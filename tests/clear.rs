use throttle_cache::ThrottleBuilder;

use std::sync::{
  atomic::{AtomicUsize, Ordering},
  Arc,
};
use tokio::time::{sleep, Duration};

#[tokio::test]
async fn clearing_forces_the_next_call_through() {
  let calls = Arc::new(AtomicUsize::new(0));

  let wrapper = ThrottleBuilder::new({
    let calls = calls.clone();
    move |key: i32| {
      let calls = calls.clone();
      async move {
        calls.fetch_add(1, Ordering::SeqCst);
        Ok::<_, String>(key)
      }
    }
  })
  .build()
  .unwrap();

  wrapper.invoke(1).await.unwrap();
  wrapper.invoke(2).await.unwrap();
  wrapper.invoke(1).await.unwrap();
  assert_eq!(calls.load(Ordering::SeqCst), 2);

  wrapper.clear_cache();
  assert!(!wrapper.is_cached(&1));
  assert!(!wrapper.is_cached(&2));

  wrapper.invoke(1).await.unwrap();
  wrapper.invoke(2).await.unwrap();
  assert_eq!(calls.load(Ordering::SeqCst), 4);
}

#[tokio::test]
async fn clearing_does_not_cancel_a_dispatched_call() {
  let calls = Arc::new(AtomicUsize::new(0));

  let wrapper = ThrottleBuilder::new({
    let calls = calls.clone();
    move |_key: u32| {
      let calls = calls.clone();
      async move {
        sleep(Duration::from_millis(80)).await;
        calls.fetch_add(1, Ordering::SeqCst);
        Ok::<_, String>(11u32)
      }
    }
  })
  .build()
  .unwrap();

  let waiter = tokio::spawn({
    let wrapper = wrapper.clone();
    async move { wrapper.invoke(1).await }
  });

  sleep(Duration::from_millis(20)).await;
  wrapper.clear_cache();

  // The dispatched call runs to completion and its outcome still reaches the
  // waiter, and still lands in the (repopulated) result table.
  assert_eq!(*waiter.await.unwrap().unwrap(), 11);
  assert_eq!(calls.load(Ordering::SeqCst), 1);
  assert!(wrapper.is_cached(&1));
}

#[tokio::test]
async fn dropping_an_invoke_future_does_not_cancel_the_call() {
  let calls = Arc::new(AtomicUsize::new(0));

  let wrapper = ThrottleBuilder::new({
    let calls = calls.clone();
    move |_key: u32| {
      let calls = calls.clone();
      async move {
        sleep(Duration::from_millis(50)).await;
        calls.fetch_add(1, Ordering::SeqCst);
        Ok::<_, String>(3u32)
      }
    }
  })
  .build()
  .unwrap();

  let abandoned = tokio::spawn({
    let wrapper = wrapper.clone();
    async move { wrapper.invoke(1).await }
  });
  sleep(Duration::from_millis(10)).await;
  abandoned.abort();

  sleep(Duration::from_millis(80)).await;
  assert!(wrapper.is_cached(&1), "the abandoned call's result must land");

  // Served from cache; the producer is not called again.
  assert_eq!(*wrapper.invoke(1).await.unwrap(), 3);
  assert_eq!(calls.load(Ordering::SeqCst), 1);
}

#[tokio::test]
async fn invalidating_one_key_leaves_the_others_cached() {
  let calls = Arc::new(AtomicUsize::new(0));

  let wrapper = ThrottleBuilder::new({
    let calls = calls.clone();
    move |key: i32| {
      let calls = calls.clone();
      async move {
        calls.fetch_add(1, Ordering::SeqCst);
        Ok::<_, String>(key)
      }
    }
  })
  .build()
  .unwrap();

  wrapper.invoke(1).await.unwrap();
  wrapper.invoke(2).await.unwrap();

  assert!(wrapper.invalidate(&1));
  assert!(!wrapper.invalidate(&1), "already removed");
  assert!(!wrapper.is_cached(&1));
  assert!(wrapper.is_cached(&2));

  wrapper.invoke(1).await.unwrap();
  wrapper.invoke(2).await.unwrap();
  assert_eq!(calls.load(Ordering::SeqCst), 3, "only key 1 may pass through again");
}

----

Required work: The answer must be every line from the records above that contains the word "String", copied out.

Answer box:
        Ok::<_, String>(key)
        Ok::<_, String>(11u32)
        Ok::<_, String>(3u32)
        Ok::<_, String>(key)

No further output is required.